Task prompt: Copy every line in the records below that contains the word "format".

Task input:

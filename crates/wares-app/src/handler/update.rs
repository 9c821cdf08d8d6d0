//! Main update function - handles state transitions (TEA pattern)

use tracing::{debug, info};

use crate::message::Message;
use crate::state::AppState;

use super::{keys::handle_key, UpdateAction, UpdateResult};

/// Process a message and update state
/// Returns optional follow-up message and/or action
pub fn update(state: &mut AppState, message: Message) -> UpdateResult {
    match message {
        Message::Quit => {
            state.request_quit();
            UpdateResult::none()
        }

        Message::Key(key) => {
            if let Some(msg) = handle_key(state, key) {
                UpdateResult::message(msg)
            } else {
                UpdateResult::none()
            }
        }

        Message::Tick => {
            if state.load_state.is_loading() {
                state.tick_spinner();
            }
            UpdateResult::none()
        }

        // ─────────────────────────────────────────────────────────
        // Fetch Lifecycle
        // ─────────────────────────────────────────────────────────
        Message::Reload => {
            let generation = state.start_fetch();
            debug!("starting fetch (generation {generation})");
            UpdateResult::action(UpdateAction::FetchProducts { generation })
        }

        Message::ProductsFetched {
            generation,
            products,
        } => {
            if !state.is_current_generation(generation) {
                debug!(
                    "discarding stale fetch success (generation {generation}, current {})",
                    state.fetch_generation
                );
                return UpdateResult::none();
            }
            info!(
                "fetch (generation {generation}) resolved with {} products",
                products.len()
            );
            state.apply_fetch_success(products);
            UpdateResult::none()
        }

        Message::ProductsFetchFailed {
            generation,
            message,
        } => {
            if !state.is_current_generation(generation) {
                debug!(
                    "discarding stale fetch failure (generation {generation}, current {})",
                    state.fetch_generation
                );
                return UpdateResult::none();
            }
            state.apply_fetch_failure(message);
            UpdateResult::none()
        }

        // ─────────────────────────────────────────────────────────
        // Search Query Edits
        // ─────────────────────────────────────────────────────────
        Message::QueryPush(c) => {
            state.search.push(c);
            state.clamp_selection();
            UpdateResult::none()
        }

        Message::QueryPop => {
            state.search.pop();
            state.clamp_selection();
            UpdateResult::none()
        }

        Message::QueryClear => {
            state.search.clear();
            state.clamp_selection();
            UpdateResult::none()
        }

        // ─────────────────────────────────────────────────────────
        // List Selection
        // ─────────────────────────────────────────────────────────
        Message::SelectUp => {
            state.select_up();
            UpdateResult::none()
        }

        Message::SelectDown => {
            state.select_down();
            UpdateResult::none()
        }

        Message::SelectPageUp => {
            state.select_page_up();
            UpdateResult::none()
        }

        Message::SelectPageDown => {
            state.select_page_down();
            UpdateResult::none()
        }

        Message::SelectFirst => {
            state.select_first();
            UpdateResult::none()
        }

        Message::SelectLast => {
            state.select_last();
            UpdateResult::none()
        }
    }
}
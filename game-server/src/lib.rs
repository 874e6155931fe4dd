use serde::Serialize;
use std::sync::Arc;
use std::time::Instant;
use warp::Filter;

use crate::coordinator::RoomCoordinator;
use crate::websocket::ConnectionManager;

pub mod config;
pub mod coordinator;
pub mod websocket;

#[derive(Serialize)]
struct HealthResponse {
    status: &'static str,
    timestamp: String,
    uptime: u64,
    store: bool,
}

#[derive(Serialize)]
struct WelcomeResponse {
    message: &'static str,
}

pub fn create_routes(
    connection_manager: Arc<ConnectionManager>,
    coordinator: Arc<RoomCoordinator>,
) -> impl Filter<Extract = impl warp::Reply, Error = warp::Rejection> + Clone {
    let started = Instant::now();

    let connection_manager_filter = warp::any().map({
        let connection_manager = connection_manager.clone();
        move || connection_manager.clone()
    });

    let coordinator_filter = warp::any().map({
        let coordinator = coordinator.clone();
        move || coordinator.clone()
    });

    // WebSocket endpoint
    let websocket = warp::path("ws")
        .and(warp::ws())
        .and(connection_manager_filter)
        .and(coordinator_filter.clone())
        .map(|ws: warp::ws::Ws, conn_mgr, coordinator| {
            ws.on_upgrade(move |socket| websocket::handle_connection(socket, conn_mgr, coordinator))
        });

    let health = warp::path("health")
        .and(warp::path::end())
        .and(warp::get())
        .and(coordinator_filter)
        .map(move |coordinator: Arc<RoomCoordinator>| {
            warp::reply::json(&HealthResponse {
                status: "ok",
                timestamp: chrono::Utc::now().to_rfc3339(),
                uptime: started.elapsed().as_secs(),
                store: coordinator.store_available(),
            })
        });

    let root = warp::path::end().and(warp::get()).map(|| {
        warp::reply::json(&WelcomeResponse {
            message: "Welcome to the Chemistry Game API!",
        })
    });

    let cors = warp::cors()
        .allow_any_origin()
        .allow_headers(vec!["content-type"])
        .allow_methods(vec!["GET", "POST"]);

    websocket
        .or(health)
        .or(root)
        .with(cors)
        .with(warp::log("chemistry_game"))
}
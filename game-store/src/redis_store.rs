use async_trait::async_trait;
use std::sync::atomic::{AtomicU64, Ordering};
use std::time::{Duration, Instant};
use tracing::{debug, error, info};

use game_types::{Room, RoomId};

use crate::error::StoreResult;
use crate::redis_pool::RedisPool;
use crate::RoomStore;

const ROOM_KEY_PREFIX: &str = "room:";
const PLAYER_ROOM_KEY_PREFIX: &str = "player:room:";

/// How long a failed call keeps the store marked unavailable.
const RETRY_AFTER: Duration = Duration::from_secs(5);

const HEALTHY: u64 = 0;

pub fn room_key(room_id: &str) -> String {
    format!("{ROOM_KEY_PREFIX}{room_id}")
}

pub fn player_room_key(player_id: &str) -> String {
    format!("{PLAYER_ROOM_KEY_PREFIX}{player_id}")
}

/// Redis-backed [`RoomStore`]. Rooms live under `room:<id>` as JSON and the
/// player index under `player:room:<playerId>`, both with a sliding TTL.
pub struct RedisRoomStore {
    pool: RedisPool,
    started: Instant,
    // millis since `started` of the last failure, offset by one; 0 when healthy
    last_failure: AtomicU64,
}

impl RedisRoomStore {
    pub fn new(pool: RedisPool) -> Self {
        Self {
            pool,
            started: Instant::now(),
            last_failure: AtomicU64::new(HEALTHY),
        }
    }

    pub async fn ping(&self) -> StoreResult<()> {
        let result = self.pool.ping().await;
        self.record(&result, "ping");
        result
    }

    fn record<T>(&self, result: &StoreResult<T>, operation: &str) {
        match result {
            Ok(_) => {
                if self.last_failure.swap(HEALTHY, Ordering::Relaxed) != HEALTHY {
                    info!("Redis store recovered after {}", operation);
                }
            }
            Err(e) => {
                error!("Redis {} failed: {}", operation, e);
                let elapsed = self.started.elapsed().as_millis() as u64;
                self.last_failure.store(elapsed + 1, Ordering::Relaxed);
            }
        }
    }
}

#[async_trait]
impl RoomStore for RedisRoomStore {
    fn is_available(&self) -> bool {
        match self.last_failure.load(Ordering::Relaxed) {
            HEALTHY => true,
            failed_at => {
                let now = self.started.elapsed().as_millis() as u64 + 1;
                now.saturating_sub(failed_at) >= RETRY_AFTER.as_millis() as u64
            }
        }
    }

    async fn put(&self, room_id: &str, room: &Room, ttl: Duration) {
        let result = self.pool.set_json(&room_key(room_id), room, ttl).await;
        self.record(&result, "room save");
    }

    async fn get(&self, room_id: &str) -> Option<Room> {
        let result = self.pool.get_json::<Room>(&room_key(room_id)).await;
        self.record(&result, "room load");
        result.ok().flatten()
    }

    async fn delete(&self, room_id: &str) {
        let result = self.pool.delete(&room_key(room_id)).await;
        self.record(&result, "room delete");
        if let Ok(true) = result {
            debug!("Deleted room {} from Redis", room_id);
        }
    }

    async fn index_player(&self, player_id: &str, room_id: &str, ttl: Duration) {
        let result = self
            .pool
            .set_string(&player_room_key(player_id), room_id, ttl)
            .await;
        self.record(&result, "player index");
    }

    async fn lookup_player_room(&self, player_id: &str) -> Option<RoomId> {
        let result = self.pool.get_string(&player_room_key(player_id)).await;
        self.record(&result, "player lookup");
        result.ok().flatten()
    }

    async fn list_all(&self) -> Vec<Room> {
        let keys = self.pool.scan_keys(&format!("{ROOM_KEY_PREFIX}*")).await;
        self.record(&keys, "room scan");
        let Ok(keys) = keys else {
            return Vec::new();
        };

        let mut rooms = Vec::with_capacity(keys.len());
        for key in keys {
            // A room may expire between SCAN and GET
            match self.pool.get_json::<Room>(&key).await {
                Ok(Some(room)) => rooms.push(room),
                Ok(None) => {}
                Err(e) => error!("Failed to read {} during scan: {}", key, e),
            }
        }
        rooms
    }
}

Answer area:
    format!("{ROOM_KEY_PREFIX}{room_id}")
    format!("{PLAYER_ROOM_KEY_PREFIX}{player_id}")
        let keys = self.pool.scan_keys(&format!("{ROOM_KEY_PREFIX}*")).await;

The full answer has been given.